- WORK TO BE COMPLETED -
Set down all the entries again, word for word.

Stored items

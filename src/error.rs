//! Error taxonomy for the prediction pipeline.
//!
//! Every failure a request can hit maps onto exactly one of these variants,
//! which the HTTP layer translates to a status code: client-input faults are
//! 400, missing artifacts are 404, everything else is 500.

use std::fmt;

/// Error type for the validate → transform → predict pipeline.
#[derive(Debug)]
pub enum PredictError {
    /// A required request field was absent.
    MissingField(String),
    /// A request field was present but failed a type or range check.
    InvalidField {
        /// Name of the offending field.
        field: &'static str,
        /// Human-readable constraint description.
        message: String,
    },
    /// A model or preprocessor artifact is not in the store.
    ArtifactNotFound(String),
    /// Catch-all for failures that are not the caller's fault.
    Unexpected(String),
}

impl PredictError {
    /// Convenience constructor for range/enum violations.
    pub fn invalid(field: &'static str, message: impl Into<String>) -> Self {
        PredictError::InvalidField {
            field,
            message: message.into(),
        }
    }
}

impl fmt::Display for PredictError {
    fn fmt(&self, f: &mut fmt::Formatter<'_>) -> fmt::Result {
        match self {
            PredictError::MissingField(field) => {
                write!(f, "Missing required field: '{}'", field)
            }
            PredictError::InvalidField { message, .. } => write!(f, "{}", message),
            PredictError::ArtifactNotFound(msg) => write!(f, "{}", msg),
            PredictError::Unexpected(msg) => write!(f, "Unexpected error: {}", msg),
        }
    }
}

impl std::error::Error for PredictError {}
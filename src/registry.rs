//! Model registry: resolves model names to fitted regressors.
//!
//! Loads are lazy, one per request; nothing is cached. Artifacts are read
//! read-only and never mutated after training, so concurrent loads need no
//! synchronization.

use crate::error::PredictError;
use crate::model::{ModelKind, ModelParams, Regressor};
use crate::preprocessing::{ColumnTransformerParams, FittedColumnTransformer, FittedTransformer};
use crate::store::ArtifactStore;

/// Resolves model identifiers against the artifact store.
#[derive(Debug, Clone)]
pub struct ModelRegistry {
    store: ArtifactStore,
}

impl ModelRegistry {
    pub fn new(store: ArtifactStore) -> Self {
        Self { store }
    }

    pub fn store(&self) -> &ArtifactStore {
        &self.store
    }

    /// Load a fitted model by its identifier.
    ///
    /// Names outside the recognized set and names whose artifact file is
    /// absent both surface as [`PredictError::ArtifactNotFound`]; a corrupt
    /// artifact is [`PredictError::Unexpected`].
    pub fn load(&self, name: &str) -> Result<Box<dyn Regressor + Send + Sync>, PredictError> {
        let kind = ModelKind::from_name(name)
            .ok_or_else(|| self.not_found(name))?;

        let path = self.store.model_path(kind.name());
        if !path.exists() {
            return Err(self.not_found(kind.name()));
        }

        let bytes = std::fs::read(&path)
            .map_err(|e| PredictError::Unexpected(format!("Failed to read {}: {}", path.display(), e)))?;
        let params: ModelParams = bincode::deserialize(&bytes).map_err(|e| {
            PredictError::Unexpected(format!("Failed to decode {}: {}", path.display(), e))
        })?;
        Ok(params.into_regressor())
    }

    /// Load the fitted preprocessor.
    pub fn load_preprocessor(&self) -> Result<FittedColumnTransformer, PredictError> {
        let path = self.store.preprocessor_path();
        if !path.exists() {
            return Err(PredictError::ArtifactNotFound(format!(
                "Preprocessor file {} not found!",
                path.display()
            )));
        }

        let bytes = std::fs::read(&path)
            .map_err(|e| PredictError::Unexpected(format!("Failed to read {}: {}", path.display(), e)))?;
        let params: ColumnTransformerParams = bincode::deserialize(&bytes).map_err(|e| {
            PredictError::Unexpected(format!("Failed to decode {}: {}", path.display(), e))
        })?;
        FittedColumnTransformer::from_params(params)
            .map_err(|e| PredictError::Unexpected(e.to_string()))
    }

    fn not_found(&self, name: &str) -> PredictError {
        PredictError::ArtifactNotFound(format!(
            "Model file {} not found!",
            self.store.model_path(name).display()
        ))
    }
}

#[cfg(test)]
mod tests {
    use super::*;
    use crate::model::FittedLinearRegressor;

    fn registry_in(dir: &std::path::Path) -> ModelRegistry {
        ModelRegistry::new(ArtifactStore::new(dir))
    }

    #[test]
    fn test_load_unknown_name_is_not_found() {
        let dir = tempfile::tempdir().unwrap();
        let err = registry_in(dir.path()).load("quantum_forest").err().unwrap();
        assert!(matches!(err, PredictError::ArtifactNotFound(_)));
        assert!(err.to_string().contains("not found"));
    }

    #[test]
    fn test_load_missing_artifact_is_not_found() {
        let dir = tempfile::tempdir().unwrap();
        let err = registry_in(dir.path()).load("ridge_regression").err().unwrap();
        assert!(matches!(err, PredictError::ArtifactNotFound(_)));
        assert!(err.to_string().contains("ridge_regression.bin"));
    }

    #[test]
    fn test_load_roundtrip() {
        let dir = tempfile::tempdir().unwrap();
        let registry = registry_in(dir.path());

        let params = ModelParams::Linear(FittedLinearRegressor {
            weights: vec![2.0],
            bias: 1.0,
        });
        std::fs::write(
            registry.store().model_path("linear_regression"),
            bincode::serialize(&params).unwrap(),
        )
        .unwrap();

        let model = registry.load("linear_regression").unwrap();
        assert!((model.predict_row(&[3.0]) - 7.0).abs() < 1e-12);
    }

    #[test]
    fn test_load_corrupt_artifact_is_unexpected() {
        let dir = tempfile::tempdir().unwrap();
        let registry = registry_in(dir.path());
        std::fs::write(registry.store().model_path("random_forest"), b"garbage").unwrap();

        let err = registry.load("random_forest").err().unwrap();
        assert!(matches!(err, PredictError::Unexpected(_)));
    }

    #[test]
    fn test_missing_preprocessor_is_not_found() {
        let dir = tempfile::tempdir().unwrap();
        let err = registry_in(dir.path()).load_preprocessor().unwrap_err();
        assert!(matches!(err, PredictError::ArtifactNotFound(_)));
        assert!(err.to_string().contains("Preprocessor"));
    }
}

- ANSWER TO THIS PROBLEM -
filename src/error.rs
//! Error taxonomy for the prediction pipeline.
//!
//! Every failure a request can hit maps onto exactly one of these variants,
//! which the HTTP layer translates to a status code: client-input faults are
//! 400, missing artifacts are 404, everything else is 500.

use std::fmt;

/// Error type for the validate → transform → predict pipeline.
#[derive(Debug)]
pub enum PredictError {
    /// A required request field was absent.
    MissingField(String),
    /// A request field was present but failed a type or range check.
    InvalidField {
        /// Name of the offending field.
        field: &'static str,
        /// Human-readable constraint description.
        message: String,
    },
    /// A model or preprocessor artifact is not in the store.
    ArtifactNotFound(String),
    /// Catch-all for failures that are not the caller's fault.
    Unexpected(String),
}

impl PredictError {
    /// Convenience constructor for range/enum violations.
    pub fn invalid(field: &'static str, message: impl Into<String>) -> Self {
        PredictError::InvalidField {
            field,
            message: message.into(),
        }
    }
}

impl fmt::Display for PredictError {
    fn fmt(&self, f: &mut fmt::Formatter<'_>) -> fmt::Result {
        match self {
            PredictError::MissingField(field) => {
                write!(f, "Missing required field: '{}'", field)
            }
            PredictError::InvalidField { message, .. } => write!(f, "{}", message),
            PredictError::ArtifactNotFound(msg) => write!(f, "{}", msg),
            PredictError::Unexpected(msg) => write!(f, "Unexpected error: {}", msg),
        }
    }
}

impl std::error::Error for PredictError {}
filename src/registry.rs
//! Model registry: resolves model names to fitted regressors.
//!
//! Loads are lazy, one per request; nothing is cached. Artifacts are read
//! read-only and never mutated after training, so concurrent loads need no
//! synchronization.

use crate::error::PredictError;
use crate::model::{ModelKind, ModelParams, Regressor};
use crate::preprocessing::{ColumnTransformerParams, FittedColumnTransformer, FittedTransformer};
use crate::store::ArtifactStore;

/// Resolves model identifiers against the artifact store.
#[derive(Debug, Clone)]
pub struct ModelRegistry {
    store: ArtifactStore,
}

impl ModelRegistry {
    pub fn new(store: ArtifactStore) -> Self {
        Self { store }
    }

    pub fn store(&self) -> &ArtifactStore {
        &self.store
    }

    /// Load a fitted model by its identifier.
    ///
    /// Names outside the recognized set and names whose artifact file is
    /// absent both surface as [`PredictError::ArtifactNotFound`]; a corrupt
    /// artifact is [`PredictError::Unexpected`].
    pub fn load(&self, name: &str) -> Result<Box<dyn Regressor + Send + Sync>, PredictError> {
        let kind = ModelKind::from_name(name)
            .ok_or_else(|| self.not_found(name))?;

        let path = self.store.model_path(kind.name());
        if !path.exists() {
            return Err(self.not_found(kind.name()));
        }

        let bytes = std::fs::read(&path)
            .map_err(|e| PredictError::Unexpected(format!("Failed to read {}: {}", path.display(), e)))?;
        let params: ModelParams = bincode::deserialize(&bytes).map_err(|e| {
            PredictError::Unexpected(format!("Failed to decode {}: {}", path.display(), e))
        })?;
        Ok(params.into_regressor())
    }

    /// Load the fitted preprocessor.
    pub fn load_preprocessor(&self) -> Result<FittedColumnTransformer, PredictError> {
        let path = self.store.preprocessor_path();
        if !path.exists() {
            return Err(PredictError::ArtifactNotFound(format!(
                "Preprocessor file {} not found!",
                path.display()
            )));
        }

        let bytes = std::fs::read(&path)
            .map_err(|e| PredictError::Unexpected(format!("Failed to read {}: {}", path.display(), e)))?;
        let params: ColumnTransformerParams = bincode::deserialize(&bytes).map_err(|e| {
            PredictError::Unexpected(format!("Failed to decode {}: {}", path.display(), e))
        })?;
        FittedColumnTransformer::from_params(params)
            .map_err(|e| PredictError::Unexpected(e.to_string()))
    }

    fn not_found(&self, name: &str) -> PredictError {
        PredictError::ArtifactNotFound(format!(
            "Model file {} not found!",
            self.store.model_path(name).display()
        ))
    }
}

#[cfg(test)]
mod tests {
    use super::*;
    use crate::model::FittedLinearRegressor;

    fn registry_in(dir: &std::path::Path) -> ModelRegistry {
        ModelRegistry::new(ArtifactStore::new(dir))
    }

    #[test]
    fn test_load_unknown_name_is_not_found() {
        let dir = tempfile::tempdir().unwrap();
        let err = registry_in(dir.path()).load("quantum_forest").err().unwrap();
        assert!(matches!(err, PredictError::ArtifactNotFound(_)));
        assert!(err.to_string().contains("not found"));
    }

    #[test]
    fn test_load_missing_artifact_is_not_found() {
        let dir = tempfile::tempdir().unwrap();
        let err = registry_in(dir.path()).load("ridge_regression").err().unwrap();
        assert!(matches!(err, PredictError::ArtifactNotFound(_)));
        assert!(err.to_string().contains("ridge_regression.bin"));
    }

    #[test]
    fn test_load_roundtrip() {
        let dir = tempfile::tempdir().unwrap();
        let registry = registry_in(dir.path());

        let params = ModelParams::Linear(FittedLinearRegressor {
            weights: vec![2.0],
            bias: 1.0,
        });
        std::fs::write(
            registry.store().model_path("linear_regression"),
            bincode::serialize(&params).unwrap(),
        )
        .unwrap();

        let model = registry.load("linear_regression").unwrap();
        assert!((model.predict_row(&[3.0]) - 7.0).abs() < 1e-12);
    }

    #[test]
    fn test_load_corrupt_artifact_is_unexpected() {
        let dir = tempfile::tempdir().unwrap();
        let registry = registry_in(dir.path());
        std::fs::write(registry.store().model_path("random_forest"), b"garbage").unwrap();

        let err = registry.load("random_forest").err().unwrap();
        assert!(matches!(err, PredictError::Unexpected(_)));
    }

    #[test]
    fn test_missing_preprocessor_is_not_found() {
        let dir = tempfile::tempdir().unwrap();
        let err = registry_in(dir.path()).load_preprocessor().unwrap_err();
        assert!(matches!(err, PredictError::ArtifactNotFound(_)));
        assert!(err.to_string().contains("Preprocessor"));
    }
}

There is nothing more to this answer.